LES SATELLITES, ÂGE D'OR OU FAR WEST ?
Plus simples à concevoir, moins chers à fabriquer, les satellites de nouvelle génération trouvent toujours plus d’acheteurs et se multiplient autour de la Terre. Mais la réglementation internationale peine à suivre…
Il y en a de plus en plus autour de la Terre, ils sont plus simples et moins chers à fabriquer, on en trouve même en kit sur internet.

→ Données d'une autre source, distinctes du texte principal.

//! Core types for lingrules
//!
//! Words with their candidate analyses, sentences that own the words and the
//! trees built over them, and documents that group sentences for
//! cross-sentence stages such as coreference.

use regex::Regex;
use serde::{Deserialize, Serialize};

use crate::tree::{NodeId, Tree};

// ============================================================================
// Analysis
// ============================================================================

/// One candidate reading of a word: lemma, tag and probability.
#[derive(Debug, Clone, PartialEq, Serialize, Deserialize)]
pub struct Analysis {
    pub lemma: String,
    pub tag: String,
    #[serde(default)]
    pub prob: f64,
    /// Sense identifiers, most likely first.
    #[serde(default)]
    pub senses: Vec<String>,
    /// Free slots for user-defined annotations (`u.0`, `u.1`, ...).
    #[serde(default)]
    pub user: Vec<String>,
    /// Words that replace the analysed word if this reading is chosen
    /// (e.g. a contraction split into its parts).
    #[serde(default, skip_serializing_if = "Vec::is_empty")]
    pub retokenization: Vec<Word>,
}

impl Analysis {
    pub fn new(lemma: impl Into<String>, tag: impl Into<String>) -> Self {
        Self {
            lemma: lemma.into(),
            tag: tag.into(),
            prob: 0.0,
            senses: Vec::new(),
            user: Vec::new(),
            retokenization: Vec::new(),
        }
    }

    pub fn with_prob(mut self, prob: f64) -> Self {
        self.prob = prob;
        self
    }

    pub fn with_senses<I, S>(mut self, senses: I) -> Self
    where
        I: IntoIterator<Item = S>,
        S: Into<String>,
    {
        self.senses = senses.into_iter().map(Into::into).collect();
        self
    }

    pub fn with_user<I, S>(mut self, user: I) -> Self
    where
        I: IntoIterator<Item = S>,
        S: Into<String>,
    {
        self.user = user.into_iter().map(Into::into).collect();
        self
    }

    pub fn with_retokenization(mut self, words: Vec<Word>) -> Self {
        self.retokenization = words;
        self
    }

    pub fn is_retokenizable(&self) -> bool {
        !self.retokenization.is_empty()
    }
}

// ============================================================================
// Word
// ============================================================================

/// A token (or merged multiword) with its analyses.
///
/// Every analysis has a selection flag; engines that disambiguate (the
/// tagger) narrow the selection, engines that consume tags (the chart
/// parser) read only selected analyses.
#[derive(Debug, Clone, PartialEq, Serialize, Deserialize)]
pub struct Word {
    pub form: String,
    /// Character offset of the first character.
    pub start: usize,
    /// Character offset one past the last character.
    pub end: usize,
    analyses: Vec<Analysis>,
    selected: Vec<bool>,
    /// Words merged into this one, empty for plain tokens.
    #[serde(default, skip_serializing_if = "Vec::is_empty")]
    components: Vec<Word>,
    /// Set by earlier recognizers; locked words are skipped by later ones.
    #[serde(default)]
    pub locked: bool,
    #[serde(default)]
    pub user: Vec<String>,
}

impl Word {
    pub fn new(form: impl Into<String>) -> Self {
        let form = form.into();
        let end = form.chars().count();
        Self {
            form,
            start: 0,
            end,
            analyses: Vec::new(),
            selected: Vec::new(),
            components: Vec::new(),
            locked: false,
            user: Vec::new(),
        }
    }

    /// Create a multiword from its components. Analyses are left empty.
    pub fn multiword(form: impl Into<String>, components: Vec<Word>) -> Self {
        let start = components.first().map(|w| w.start).unwrap_or(0);
        let end = components.last().map(|w| w.end).unwrap_or(start);
        Self {
            form: form.into(),
            start,
            end,
            analyses: Vec::new(),
            selected: Vec::new(),
            components,
            locked: false,
            user: Vec::new(),
        }
    }

    pub fn with_span(mut self, start: usize, end: usize) -> Self {
        self.start = start;
        self.end = end;
        self
    }

    pub fn with_analysis(mut self, analysis: Analysis) -> Self {
        self.add_analysis(analysis);
        self
    }

    pub fn with_locked(mut self, locked: bool) -> Self {
        self.locked = locked;
        self
    }

    pub fn lowercase_form(&self) -> String {
        self.form.to_lowercase()
    }

    /// `true` if the first character is uppercase.
    pub fn is_capitalized(&self) -> bool {
        self.form.chars().next().is_some_and(char::is_uppercase)
    }

    pub fn is_multiword(&self) -> bool {
        !self.components.is_empty()
    }

    pub fn components(&self) -> &[Word] {
        &self.components
    }

    // ─── Analyses ───────────────────────────────────────────────────────────

    pub fn analyses(&self) -> &[Analysis] {
        &self.analyses
    }

    pub fn n_analyses(&self) -> usize {
        self.analyses.len()
    }

    /// Add an analysis, selected.
    pub fn add_analysis(&mut self, analysis: Analysis) {
        self.analyses.push(analysis);
        self.selected.push(true);
    }

    /// Replace all analyses, all selected.
    pub fn set_analyses(&mut self, analyses: Vec<Analysis>) {
        self.selected = vec![true; analyses.len()];
        self.analyses = analyses;
    }

    /// Replace the analyses with those of `other`, keeping its selection.
    pub fn copy_analyses(&mut self, other: &Word) {
        self.analyses = other.analyses.clone();
        self.selected = other.selected.clone();
    }

    pub fn is_selected(&self, index: usize) -> bool {
        self.selected.get(index).copied().unwrap_or(false)
    }

    /// Indices of the selected analyses, in order.
    pub fn selected_indices(&self) -> Vec<usize> {
        (0..self.analyses.len())
            .filter(|&i| self.selected[i])
            .collect()
    }

    pub fn selected_analyses(&self) -> impl Iterator<Item = &Analysis> {
        self.analyses
            .iter()
            .zip(self.selected.iter())
            .filter(|(_, sel)| **sel)
            .map(|(a, _)| a)
    }

    pub fn n_selected(&self) -> usize {
        self.selected.iter().filter(|&&s| s).count()
    }

    pub fn select(&mut self, index: usize) {
        if let Some(flag) = self.selected.get_mut(index) {
            *flag = true;
        }
    }

    pub fn unselect_all(&mut self) {
        self.selected.iter_mut().for_each(|s| *s = false);
    }

    pub fn select_all(&mut self) {
        self.selected.iter_mut().for_each(|s| *s = true);
    }

    /// First selected analysis, if any.
    pub fn best(&self) -> Option<&Analysis> {
        self.selected_analyses().next()
    }

    /// Tag of the first selected analysis, or `""`.
    pub fn tag(&self) -> &str {
        self.best().map(|a| a.tag.as_str()).unwrap_or("")
    }

    /// Lemma of the first selected analysis, or `""`.
    pub fn lemma(&self) -> &str {
        self.best().map(|a| a.lemma.as_str()).unwrap_or("")
    }

    /// `true` if any analysis tag matches `re`.
    pub fn has_tag_matching(&self, re: &Regex) -> bool {
        self.analyses.iter().any(|a| re.is_match(&a.tag))
    }
}

// ============================================================================
// Trees
// ============================================================================

/// A constituent in a parse tree.
#[derive(Debug, Clone, PartialEq, Serialize, Deserialize)]
pub struct ParseNode {
    pub label: String,
    /// Marks the governor among its siblings.
    pub head: bool,
    /// Ordinal of the chunk this node roots (1-based), 0 if none.
    pub chunk: usize,
    /// Index of the sentence word a leaf covers.
    pub word: Option<usize>,
}

impl ParseNode {
    pub fn new(label: impl Into<String>) -> Self {
        Self {
            label: label.into(),
            head: false,
            chunk: 0,
            word: None,
        }
    }
}

/// A node in a dependency tree. Each node stands for one word.
#[derive(Debug, Clone, PartialEq, Serialize, Deserialize)]
pub struct DepNode {
    /// Dependency relation to the parent.
    pub label: String,
    /// Index of the sentence word.
    pub word: usize,
    /// Parse tree constituent this word heads (its maximal projection).
    pub link: NodeId,
    pub chunk: usize,
}

pub type ParseTree = Tree<ParseNode>;
pub type DepTree = Tree<DepNode>;

impl Tree<ParseNode> {
    /// Bracketed rendering of the subtree under `node`, heads marked `+`:
    /// `S[sn[DA +NC] +grup-verb[+VMI]]`.
    pub fn bracketed(&self, node: NodeId) -> String {
        let data = self.get(node);
        let mark = if data.head { "+" } else { "" };
        if self.is_leaf(node) {
            return format!("{mark}{}", data.label);
        }
        let kids: Vec<String> = self.children(node).iter().map(|&c| self.bracketed(c)).collect();
        format!("{mark}{}[{}]", data.label, kids.join(" "))
    }
}

// ============================================================================
// Sentence & Document
// ============================================================================

/// An ordered sequence of words plus the trees computed over them.
#[derive(Debug, Clone, Default, PartialEq, Serialize, Deserialize)]
pub struct Sentence {
    pub words: Vec<Word>,
    #[serde(default)]
    pub parse_tree: Option<ParseTree>,
    #[serde(default)]
    pub dep_tree: Option<DepTree>,
}

impl Sentence {
    pub fn new(words: Vec<Word>) -> Self {
        Self {
            words,
            parse_tree: None,
            dep_tree: None,
        }
    }

    /// Build a sentence from bare forms, with consecutive spans.
    pub fn from_forms(forms: &[&str]) -> Self {
        let mut pos = 0;
        let words = forms
            .iter()
            .map(|f| {
                let len = f.chars().count();
                let w = Word::new(*f).with_span(pos, pos + len);
                pos += len + 1;
                w
            })
            .collect();
        Self::new(words)
    }

    pub fn len(&self) -> usize {
        self.words.len()
    }

    pub fn is_empty(&self) -> bool {
        self.words.is_empty()
    }

    pub fn forms(&self) -> Vec<&str> {
        self.words.iter().map(|w| w.form.as_str()).collect()
    }

    /// The word a parse-tree node covers, following its head path down to a leaf.
    pub fn head_word(&self, tree: &ParseTree, node: NodeId) -> Option<&Word> {
        let mut n = node;
        while !tree.is_leaf(n) {
            let children = tree.children(n);
            n = children
                .iter()
                .copied()
                .find(|&c| tree.get(c).head)
                .unwrap_or(children[0]);
        }
        tree.get(n).word.and_then(|w| self.words.get(w))
    }
}

/// A parse-tree constituent, addressed across a document.
#[derive(Debug, Clone, Copy, PartialEq, Eq, Hash, PartialOrd, Ord, Serialize, Deserialize)]
pub struct MentionRef {
    pub sentence: usize,
    pub node: NodeId,
}

/// Sentences of one input unit plus document-level annotations.
#[derive(Debug, Clone, Default, Serialize, Deserialize)]
pub struct Document {
    pub sentences: Vec<Sentence>,
    /// Groups of mentions found to corefer.
    pub coref_groups: Vec<Vec<MentionRef>>,
}

impl Document {
    pub fn new(sentences: Vec<Sentence>) -> Self {
        Self {
            sentences,
            coref_groups: Vec::new(),
        }
    }

    /// Record that two mentions corefer, merging their groups.
    pub fn add_positive(&mut self, a: MentionRef, b: MentionRef) {
        let ga = self.coref_groups.iter().position(|g| g.contains(&a));
        let gb = self.coref_groups.iter().position(|g| g.contains(&b));
        match (ga, gb) {
            (Some(x), Some(y)) if x == y => {}
            (Some(x), Some(y)) => {
                let (keep, drop) = if x < y { (x, y) } else { (y, x) };
                let moved = self.coref_groups.remove(drop);
                self.coref_groups[keep].extend(moved);
                self.coref_groups[keep].sort();
            }
            (Some(x), None) => {
                self.coref_groups[x].push(b);
                self.coref_groups[x].sort();
            }
            (None, Some(y)) => {
                self.coref_groups[y].push(a);
                self.coref_groups[y].sort();
            }
            (None, None) => {
                let mut group = vec![a, b];
                group.sort();
                self.coref_groups.push(group);
            }
        }
    }

    /// Index of the coreference group containing `m`.
    pub fn group_of(&self, m: MentionRef) -> Option<usize> {
        self.coref_groups.iter().position(|g| g.contains(&m))
    }
}

#[cfg(test)]
mod tests {
    use super::*;

    #[test]
    fn test_word_selection() {
        let mut w = Word::new("bajo")
            .with_analysis(Analysis::new("bajo", "SPS00"))
            .with_analysis(Analysis::new("bajo", "AQ0MS0"))
            .with_analysis(Analysis::new("bajar", "VMIP1S0"));
        assert_eq!(w.n_selected(), 3);
        w.unselect_all();
        w.select(2);
        assert_eq!(w.selected_indices(), vec![2]);
        assert_eq!(w.tag(), "VMIP1S0");
        assert_eq!(w.lemma(), "bajar");
    }

    #[test]
    fn test_multiword_span_covers_components() {
        let s = Sentence::from_forms(&["a", "pesar", "de"]);
        let mw = Word::multiword("a_pesar_de", s.words.clone());
        assert_eq!(mw.start, 0);
        assert_eq!(mw.end, 10);
        assert!(mw.is_multiword());
        assert_eq!(mw.components().len(), 3);
    }

    #[test]
    fn test_tag_regex_match() {
        let w = Word::new("Casa").with_analysis(Analysis::new("casa", "NCFS000"));
        assert!(w.has_tag_matching(&Regex::new("^(NC|AQ)").unwrap()));
        assert!(!w.has_tag_matching(&Regex::new("^[DSC]").unwrap()));
        assert!(w.is_capitalized());
    }

    #[test]
    fn test_add_positive_merges_groups() {
        let m = |s, n| MentionRef { sentence: s, node: n };
        let mut doc = Document::default();
        doc.add_positive(m(0, 1), m(0, 5));
        doc.add_positive(m(1, 2), m(1, 3));
        assert_eq!(doc.coref_groups.len(), 2);
        doc.add_positive(m(0, 5), m(1, 3));
        assert_eq!(doc.coref_groups.len(), 1);
        assert_eq!(doc.coref_groups[0].len(), 4);
        assert_eq!(doc.group_of(m(1, 2)), Some(0));
    }
}
use anyhow::{Context, Result};
use clap::Parser;
use std::path::PathBuf;
use std::sync::Arc;
use tracing_subscriber::EnvFilter;

#[derive(Parser)]
#[command(name = "voxbridge", about = "Bidirectional voice pipeline server")]
struct Cli {
    /// Path to the configuration file
    #[arg(short, long, default_value = "config.toml")]
    config: PathBuf,
}

#[tokio::main]
async fn main() -> Result<()> {
    let cli = Cli::parse();

    let config = voxbridge_core::AppConfig::load_from_file(&cli.config)
        .with_context(|| format!("failed to load config from {:?}", cli.config))?;

    let env_filter = EnvFilter::try_new(&config.general.log_level)
        .unwrap_or_else(|_| EnvFilter::new("info"));
    tracing_subscriber::fmt()
        .with_env_filter(env_filter)
        .with_target(false)
        .init();

    tracing::info!("voxbridge starting");

    let addr = format!("{}:{}", config.server.host, config.server.port);
    let ctx = Arc::new(
        voxbridge_server::EngineContext::from_config(config)
            .context("failed to initialize engine context")?,
    );

    let listener = tokio::net::TcpListener::bind(&addr)
        .await
        .with_context(|| format!("failed to bind {addr}"))?;
    tracing::info!(address = %addr, "listening");

    axum::serve(listener, voxbridge_server::router(ctx).into_make_service())
        .await
        .context("server error")?;

    Ok(())
}
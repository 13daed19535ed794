//! Voice catalog helpers.

use tracing::info;
use voxbridge_core::VoiceInfo;

/// Keep only voices whose locale matches the configured prefix.
pub fn filter_by_locale<'a>(catalog: &'a [VoiceInfo], prefix: &str) -> Vec<&'a VoiceInfo> {
    catalog.iter().filter(|v| v.locale.starts_with(prefix)).collect()
}

/// Placeholder entry returned when the catalog cannot be fetched, so
/// `list_voices` still answers with something usable.
pub fn fallback_voice(short_name: &str) -> VoiceInfo {
    VoiceInfo {
        name: "默认音色".to_string(),
        short_name: short_name.to_string(),
        locale: "zh-CN".to_string(),
        gender: "Unknown".to_string(),
    }
}

/// Map a requested voice name onto the catalog: substring match against
/// short name or display name, falling back to the catalog's first entry
/// and finally to the request itself.
pub fn resolve_voice(requested: &str, catalog: &[VoiceInfo]) -> String {
    for voice in catalog {
        if voice.short_name.contains(requested) || voice.name.contains(requested) {
            return voice.short_name.clone();
        }
    }
    if let Some(first) = catalog.first() {
        info!(requested, fallback = %first.short_name, "requested voice not in catalog");
        return first.short_name.clone();
    }
    requested.to_string()
}

#[cfg(test)]
mod tests {
    use super::*;

    fn catalog() -> Vec<VoiceInfo> {
        vec![
            VoiceInfo {
                name: "Microsoft Xiaoxiao Online (Natural) - Chinese (Mainland)".to_string(),
                short_name: "zh-CN-XiaoxiaoNeural".to_string(),
                locale: "zh-CN".to_string(),
                gender: "Female".to_string(),
            },
            VoiceInfo {
                name: "Microsoft Yunxi Online (Natural) - Chinese (Mainland)".to_string(),
                short_name: "zh-CN-YunxiNeural".to_string(),
                locale: "zh-CN".to_string(),
                gender: "Male".to_string(),
            },
            VoiceInfo {
                name: "Microsoft Aria Online (Natural) - English (United States)".to_string(),
                short_name: "en-US-AriaNeural".to_string(),
                locale: "en-US".to_string(),
                gender: "Female".to_string(),
            },
        ]
    }

    #[test]
    fn test_resolve_exact_short_name() {
        assert_eq!(
            resolve_voice("zh-CN-YunxiNeural", &catalog()),
            "zh-CN-YunxiNeural"
        );
    }

    #[test]
    fn test_resolve_substring_of_name() {
        assert_eq!(resolve_voice("Aria", &catalog()), "en-US-AriaNeural");
    }

    #[test]
    fn test_resolve_unknown_falls_back_to_first() {
        assert_eq!(resolve_voice("nonexistent", &catalog()), "zh-CN-XiaoxiaoNeural");
    }

    #[test]
    fn test_resolve_with_empty_catalog_keeps_request() {
        assert_eq!(resolve_voice("any-voice", &[]), "any-voice");
    }

    #[test]
    fn test_filter_by_locale() {
        let catalog = catalog();
        let zh = filter_by_locale(&catalog, "zh-");
        assert_eq!(zh.len(), 2);
        assert!(zh.iter().all(|v| v.locale.starts_with("zh-")));
    }

    #[test]
    fn test_fallback_voice() {
        let voice = fallback_voice("zh-CN-XiaoxiaoNeural");
        assert_eq!(voice.short_name, "zh-CN-XiaoxiaoNeural");
        assert_eq!(voice.gender, "Unknown");
    }
}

Il n’y a plus une seule école d’ingénieur digne de ce nom qui ne propose pas dans son cursus une formation à la fabrication de satellites », affirme Christophe Bonnal, expert du Centre national d’études spatiales (Cnes), mondialement reconnu dans les domaines des lanceurs et des débris spatiaux. Il est même désormais possible d’acheter son satellite en kit sur internet. Le site de la société néerlandaise Isis, par exemple, vend tous les composants (panneau solaire, ordinateur de bord, antennes…) ainsi que les logiciels de conception et d’exploitation nécessaires à leur fonctionnement. « Vous pouvez également procéder à son lancement, en particulier si vous n’avez pas d’exigences strictes en matière d’orbite, et bénéficier d’infrastructures au sol pour communiquer avec vos engins orbitaux », renchérit Alex da Silva Curiel, responsable du développement des affaires internationales de Surrey Satellite Technology Limited, société anglaise spécialisée dans la réalisation et la gestion de petits satellites. « L’infrastructure ne coûte que quelques milliers d’euros environ, et il suffit ensuite de s’adresser à un courtier pour l’intégrer dans un CubeSat (un nanosatellite en forme de cube mesurant dix centimètres de côté) », précise Christophe Bonnal.
Mille engins par an mis sur orbite
Ces petits satellites à bas coût, rapides à fabriquer et aux performances sans cesse accrues, inaugurent donc une nouvelle ère spatiale. Ils s’imposent dans le cadre du développement des systèmes de positionnement (Galileo, GPS) ou de communication comme l’internet par satellite, au point de former des mégaconstellations: des milliers de satellites qui travaillent de concert pour former une couverture. C’est le coeur du projet Starlink (lire encadré p.27), initié par la société Space X d’Elon Musk.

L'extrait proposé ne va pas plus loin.